DATASET:
impl EmployeeRecordStore {
    pub fn new(database: Database, clock: Clock) -> Self {
        let coordinator = DepartmentHistoryCoordinator::new(database.clone(), clock);
        Self {
            database,
            coordinator,
        }
    }

    /// Returns one page of employees ordered by id, with the unfiltered total.
    pub async fn list(&self, pagination: Pagination) -> Result<EmployeePage, RecordError> {
        let repo = self.database.employees();
        let total_employees = repo.count().await?;
        let employees = repo
            .list_page(pagination.limit(), pagination.offset())
            .await?
            .into_iter()
            .map(EmployeeRow::into_domain)
            .collect();
        debug!(
            stage = "records",
            page = pagination.page(),
            pages = pagination.page_count(total_employees),
            total_employees,
            "employee page listed"
        );

        Ok(EmployeePage {
            employees,
            total_employees,
        })
    }

    /// Loads an employee with its department and full transfer history.
    pub async fn get_one(&self, employee_id: i64) -> Result<Employee, RecordError> {
        let mut employee = self
            .database
            .employees()
            .fetch(employee_id)
            .await?
            .ok_or(RecordError::employee_not_found(employee_id))?
            .into_domain();

        let histories: Vec<_> = self
            .database
            .department_histories()
            .list_for_employee(employee_id)
            .await?
            .into_iter()
            .map(DepartmentHistoryRow::into_domain)
            .collect();

        if let Err(err) = check_history_chain(employee_id, employee.department_id, &histories) {
            warn!(stage = "records", employee_id, error = %err, "department history chain is inconsistent");
        }

        employee.department_histories = Some(histories);
        Ok(employee)
    }

    /// Inserts a new employee. No history is recorded for the initial department.
    pub async fn create(&self, fields: &EmployeeFields) -> Result<Employee, RecordError> {
        let mut tx = self.database.begin_write().await?;
        if !self
            .database
            .departments()
            .exists(&mut tx, fields.department_id)
            .await?
        {
            return Err(RecordError::department_not_found(fields.department_id));
        }
        let employee_id = self.database.employees().insert(&mut tx, fields).await?;
        tx.commit().await?;

        counter!("employee_mutations_total", "op" => "create").increment(1);
        info!(stage = "records", employee_id, department_id = fields.department_id, "employee created");

        self.database
            .employees()
            .fetch(employee_id)
            .await?
            .map(EmployeeRow::into_domain)
            .ok_or(RecordError::employee_not_found(employee_id))
    }

    /// Overwrites every mutable field of the employee, recording a department
    /// transfer when `departmentId` changes.
    pub async fn update(
        &self,
        employee_id: i64,
        fields: &EmployeeFields,
    ) -> Result<Employee, RecordError> {
        let applied = self.coordinator.apply_update(employee_id, fields).await?;

        counter!("employee_mutations_total", "op" => "update").increment(1);
        info!(
            stage = "records",
            employee_id,
            transferred = applied.transfer.is_some(),
            "employee updated"
        );

        self.get_one(applied.employee_id).await
    }

    /// Deletes the employee after removing its history rows, in one transaction.
    pub async fn delete(&self, employee_id: i64) -> Result<DeleteConfirmation, RecordError> {
        let employees = self.database.employees();
        let mut tx = self.database.begin_write().await?;

        if employees
            .current_department_id(&mut tx, employee_id)
            .await?
            .is_none()
        {
            return Err(RecordError::employee_not_found(employee_id));
        }

        let removed_histories = self
            .database
            .department_histories()
            .delete_for_employee(&mut tx, employee_id)
            .await?;
        let deleted = employees.delete(&mut tx, employee_id).await?;
        if deleted == 0 {
            return Err(RecordError::employee_not_found(employee_id));
        }
        tx.commit().await?;

        counter!("employee_mutations_total", "op" => "delete").increment(1);
        info!(stage = "records", employee_id, removed_histories, "employee deleted");

        Ok(DeleteConfirmation::employee_deleted())
    }

    /// Returns one page of an employee's transfers in chronological order.
    pub async fn list_department_history(
        &self,
        employee_id: i64,
        pagination: Pagination,
    ) -> Result<HistoryPage, RecordError> {
        if !self.database.employees().exists(employee_id).await? {
            return Err(RecordError::employee_not_found(employee_id));
        }

        let repo = self.database.department_histories();
        let total_histories = repo.count_for_employee(employee_id).await?;
        let histories = repo
            .list_page_for_employee(employee_id, pagination.limit(), pagination.offset())
            .await?
            .into_iter()
            .map(DepartmentHistoryRow::into_domain)
            .collect();
        debug!(
            stage = "records",
            employee_id,
            page = pagination.page(),
            pages = pagination.page_count(total_histories),
            total_histories,
            "department history page listed"
        );

        Ok(HistoryPage {
            histories,
            total_histories,
        })
    }

    pub async fn list_departments(&self) -> Result<Vec<Department>, RecordError> {
        Ok(self.database.departments().list().await?)
    }
}
use thiserror::Error;

use crate::types::DepartmentHistory;

/// Department change detected while applying an employee update.
#[derive(Debug, Clone, Copy, PartialEq, Eq)]
pub struct DepartmentTransfer {
    pub employee_id: i64,
    pub old_department_id: i64,
    pub new_department_id: i64,
}

/// Decides whether moving `employee_id` to `target_department_id` is a transfer.
///
/// Returns `None` when the department is unchanged; no history is recorded then.
pub fn plan_transfer(
    employee_id: i64,
    current_department_id: i64,
    target_department_id: i64,
) -> Option<DepartmentTransfer> {
    if current_department_id == target_department_id {
        return None;
    }
    Some(DepartmentTransfer {
        employee_id,
        old_department_id: current_department_id,
        new_department_id: target_department_id,
    })
}

/// Ways an employee's history can disagree with its current department.
#[derive(Debug, Clone, PartialEq, Eq, Error)]
pub enum HistoryChainError {
    #[error("history {history_id} belongs to employee {found}, expected {expected}")]
    ForeignRecord {
        history_id: i64,
        expected: i64,
        found: i64,
    },
    #[error("history {history_id} records a no-op transfer to department {department_id}")]
    NoOpTransfer { history_id: i64, department_id: i64 },
    #[error("history {history_id} starts at department {found}, expected {expected}")]
    Gap {
        history_id: i64,
        expected: i64,
        found: i64,
    },
    #[error("history ends at department {last}, employee is in department {current}")]
    StaleTail { last: i64, current: i64 },
}

/// Checks that `histories`, in chronological order, form a contiguous chain that
/// ends at `current_department_id`.
pub fn check_history_chain(
    employee_id: i64,
    current_department_id: i64,
    histories: &[DepartmentHistory],
) -> Result<(), HistoryChainError> {
    let mut previous: Option<i64> = None;
    for history in histories {
        if history.employee_id != employee_id {
            return Err(HistoryChainError::ForeignRecord {
                history_id: history.id,
                expected: employee_id,
                found: history.employee_id,
            });
        }
        if history.old_department_id == history.new_department_id {
            return Err(HistoryChainError::NoOpTransfer {
                history_id: history.id,
                department_id: history.new_department_id,
            });
        }
        if let Some(expected) = previous {
            if history.old_department_id != expected {
                return Err(HistoryChainError::Gap {
                    history_id: history.id,
                    expected,
                    found: history.old_department_id,
                });
            }
        }
        previous = Some(history.new_department_id);
    }

    match previous {
        Some(last) if last != current_department_id => Err(HistoryChainError::StaleTail {
            last,
            current: current_department_id,
        }),
        _ => Ok(()),
    }
}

TASK ITEM: Write every line of the material above again, exactly.

EXERCISE ANSWER:
impl EmployeeRecordStore {
    pub fn new(database: Database, clock: Clock) -> Self {
        let coordinator = DepartmentHistoryCoordinator::new(database.clone(), clock);
        Self {
            database,
            coordinator,
        }
    }

    /// Returns one page of employees ordered by id, with the unfiltered total.
    pub async fn list(&self, pagination: Pagination) -> Result<EmployeePage, RecordError> {
        let repo = self.database.employees();
        let total_employees = repo.count().await?;
        let employees = repo
            .list_page(pagination.limit(), pagination.offset())
            .await?
            .into_iter()
            .map(EmployeeRow::into_domain)
            .collect();
        debug!(
            stage = "records",
            page = pagination.page(),
            pages = pagination.page_count(total_employees),
            total_employees,
            "employee page listed"
        );

        Ok(EmployeePage {
            employees,
            total_employees,
        })
    }

    /// Loads an employee with its department and full transfer history.
    pub async fn get_one(&self, employee_id: i64) -> Result<Employee, RecordError> {
        let mut employee = self
            .database
            .employees()
            .fetch(employee_id)
            .await?
            .ok_or(RecordError::employee_not_found(employee_id))?
            .into_domain();

        let histories: Vec<_> = self
            .database
            .department_histories()
            .list_for_employee(employee_id)
            .await?
            .into_iter()
            .map(DepartmentHistoryRow::into_domain)
            .collect();

        if let Err(err) = check_history_chain(employee_id, employee.department_id, &histories) {
            warn!(stage = "records", employee_id, error = %err, "department history chain is inconsistent");
        }

        employee.department_histories = Some(histories);
        Ok(employee)
    }

    /// Inserts a new employee. No history is recorded for the initial department.
    pub async fn create(&self, fields: &EmployeeFields) -> Result<Employee, RecordError> {
        let mut tx = self.database.begin_write().await?;
        if !self
            .database
            .departments()
            .exists(&mut tx, fields.department_id)
            .await?
        {
            return Err(RecordError::department_not_found(fields.department_id));
        }
        let employee_id = self.database.employees().insert(&mut tx, fields).await?;
        tx.commit().await?;

        counter!("employee_mutations_total", "op" => "create").increment(1);
        info!(stage = "records", employee_id, department_id = fields.department_id, "employee created");

        self.database
            .employees()
            .fetch(employee_id)
            .await?
            .map(EmployeeRow::into_domain)
            .ok_or(RecordError::employee_not_found(employee_id))
    }

    /// Overwrites every mutable field of the employee, recording a department
    /// transfer when `departmentId` changes.
    pub async fn update(
        &self,
        employee_id: i64,
        fields: &EmployeeFields,
    ) -> Result<Employee, RecordError> {
        let applied = self.coordinator.apply_update(employee_id, fields).await?;

        counter!("employee_mutations_total", "op" => "update").increment(1);
        info!(
            stage = "records",
            employee_id,
            transferred = applied.transfer.is_some(),
            "employee updated"
        );

        self.get_one(applied.employee_id).await
    }

    /// Deletes the employee after removing its history rows, in one transaction.
    pub async fn delete(&self, employee_id: i64) -> Result<DeleteConfirmation, RecordError> {
        let employees = self.database.employees();
        let mut tx = self.database.begin_write().await?;

        if employees
            .current_department_id(&mut tx, employee_id)
            .await?
            .is_none()
        {
            return Err(RecordError::employee_not_found(employee_id));
        }

        let removed_histories = self
            .database
            .department_histories()
            .delete_for_employee(&mut tx, employee_id)
            .await?;
        let deleted = employees.delete(&mut tx, employee_id).await?;
        if deleted == 0 {
            return Err(RecordError::employee_not_found(employee_id));
        }
        tx.commit().await?;

        counter!("employee_mutations_total", "op" => "delete").increment(1);
        info!(stage = "records", employee_id, removed_histories, "employee deleted");

        Ok(DeleteConfirmation::employee_deleted())
    }

    /// Returns one page of an employee's transfers in chronological order.
    pub async fn list_department_history(
        &self,
        employee_id: i64,
        pagination: Pagination,
    ) -> Result<HistoryPage, RecordError> {
        if !self.database.employees().exists(employee_id).await? {
            return Err(RecordError::employee_not_found(employee_id));
        }

        let repo = self.database.department_histories();
        let total_histories = repo.count_for_employee(employee_id).await?;
        let histories = repo
            .list_page_for_employee(employee_id, pagination.limit(), pagination.offset())
            .await?
            .into_iter()
            .map(DepartmentHistoryRow::into_domain)
            .collect();
        debug!(
            stage = "records",
            employee_id,
            page = pagination.page(),
            pages = pagination.page_count(total_histories),
            total_histories,
            "department history page listed"
        );

        Ok(HistoryPage {
            histories,
            total_histories,
        })
    }

    pub async fn list_departments(&self) -> Result<Vec<Department>, RecordError> {
        Ok(self.database.departments().list().await?)
    }
}
use thiserror::Error;

use crate::types::DepartmentHistory;

/// Department change detected while applying an employee update.
#[derive(Debug, Clone, Copy, PartialEq, Eq)]
pub struct DepartmentTransfer {
    pub employee_id: i64,
    pub old_department_id: i64,
    pub new_department_id: i64,
}

/// Decides whether moving `employee_id` to `target_department_id` is a transfer.
///
/// Returns `None` when the department is unchanged; no history is recorded then.
pub fn plan_transfer(
    employee_id: i64,
    current_department_id: i64,
    target_department_id: i64,
) -> Option<DepartmentTransfer> {
    if current_department_id == target_department_id {
        return None;
    }
    Some(DepartmentTransfer {
        employee_id,
        old_department_id: current_department_id,
        new_department_id: target_department_id,
    })
}

/// Ways an employee's history can disagree with its current department.
#[derive(Debug, Clone, PartialEq, Eq, Error)]
pub enum HistoryChainError {
    #[error("history {history_id} belongs to employee {found}, expected {expected}")]
    ForeignRecord {
        history_id: i64,
        expected: i64,
        found: i64,
    },
    #[error("history {history_id} records a no-op transfer to department {department_id}")]
    NoOpTransfer { history_id: i64, department_id: i64 },
    #[error("history {history_id} starts at department {found}, expected {expected}")]
    Gap {
        history_id: i64,
        expected: i64,
        found: i64,
    },
    #[error("history ends at department {last}, employee is in department {current}")]
    StaleTail { last: i64, current: i64 },
}

/// Checks that `histories`, in chronological order, form a contiguous chain that
/// ends at `current_department_id`.
pub fn check_history_chain(
    employee_id: i64,
    current_department_id: i64,
    histories: &[DepartmentHistory],
) -> Result<(), HistoryChainError> {
    let mut previous: Option<i64> = None;
    for history in histories {
        if history.employee_id != employee_id {
            return Err(HistoryChainError::ForeignRecord {
                history_id: history.id,
                expected: employee_id,
                found: history.employee_id,
            });
        }
        if history.old_department_id == history.new_department_id {
            return Err(HistoryChainError::NoOpTransfer {
                history_id: history.id,
                department_id: history.new_department_id,
            });
        }
        if let Some(expected) = previous {
            if history.old_department_id != expected {
                return Err(HistoryChainError::Gap {
                    history_id: history.id,
                    expected,
                    found: history.old_department_id,
                });
            }
        }
        previous = Some(history.new_department_id);
    }

    match previous {
        Some(last) if last != current_department_id => Err(HistoryChainError::StaleTail {
            last,
            current: current_department_id,
        }),
        _ => Ok(()),
    }
}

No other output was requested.